Church at the beach

Well, I took those 478 steps yesterday to Wreck.  When Mike and I got there, there was an immense fog blowing across Marine Dr.  For maybe thirty seconds we debated going down to the beach, as it appeared a breezy and clammy time was to be had, but by three o’clock the fog had moved across the inlet where it formed an amorphous but solid appearing wall, 15 stories high.

There were alcohol and food vendors there and no cops.  I got a little singed but the sun wasn’t very fierce. Mike brought his Taylor and I brought Otto, and we sang and played, Dylan and other gods and goddesses.  There was a very light breeze and all in all it was very very pleasant.

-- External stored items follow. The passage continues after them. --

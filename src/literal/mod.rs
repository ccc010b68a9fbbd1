//! Literal (term) index: a sorted term dictionary over one column, mapping
//! each distinct term to the rows that produced it.
//!
//! Values pass through [`analyzer`] before indexing (case fold, NFC
//! normalize, ASCII fold, optional whitespace tokenization). [`writer`]
//! accumulates `(term, row)` pairs during a segment build; [`reader`] exposes
//! `exact_match`/`range_match`/`all_terms` over the serialized dictionary,
//! mirroring `src/sstable/mod.rs`'s separator-key binary search in place of
//! a real trie (spec.md §4.2, §9 Open Question: flat sorted array chosen
//! over a radix trie for simplicity).

use thiserror::Error;

use crate::encoding::EncodingError;
use crate::posting::PostingError;

pub mod analyzer;
pub mod reader;
pub mod writer;

pub use reader::LiteralIndexReader;
pub use writer::LiteralIndexWriter;

/// Errors raised while building or reading a literal index.
#[derive(Debug, Error)]
pub enum LiteralIndexError {
    /// A text transform (case fold, normalize, ascii fold, tokenize) was
    /// requested for a value that is not valid UTF-8.
    #[error("column requires UTF-8 text for its configured analyzer options")]
    NotUtf8,

    /// Underlying posting-list failure.
    #[error("literal index posting error: {0}")]
    Posting(#[from] PostingError),

    /// Underlying block codec failure while reading a serialized dictionary.
    #[error("literal index decode error: {0}")]
    Decode(#[from] EncodingError),

    /// The serialized dictionary is structurally corrupt (e.g. terms not
    /// sorted, truncated entry).
    #[error("corrupt literal index dictionary: {0}")]
    Corrupt(String),
}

We took it easy going up the stairs.  I concentrated on breathing and body mechanics to ensure that I didn’t strain anything.  I got home and because I am no fool I showered and changed before bed; that beach at the end of the season is like a very scratchy petri dish.

Damn, it was nice. I tripped on rhodopsin for a while, experiencing that wonderful progression of colours and geometry that happens when you stare at the sun with your eyes closed for at least ten minutes and then cover your eyes.  First, your visual field goes an inky, depthless black.  Then purple, a colour so strong and overwhelming that you gasp as it comes on, fills from the centre to the periphery. Then the centre turns a malignant orangey copper, and from that springs a deep magenta, so it looks like a pop art eye. Expanding out from the magenta is that same inky depthless darkness, now almost deep blue, with teal semi circles radiating out from that centre.  Very gradually, everything turns a pale silvery green; then brittle diamond shaped lozenges of fiery orange, yellow and red, march up and down your visual field like the very finest mushroom high. Unlike every other time I’ve done this, the colour progression repeated thrice before the last of the visual effects died off (obviously nowhere near as strong, but it was interesting to look at even as attentuated as it was). As always, I feel as strong as Jack the Bear after I do that, and I am much refreshed both mentally and physically.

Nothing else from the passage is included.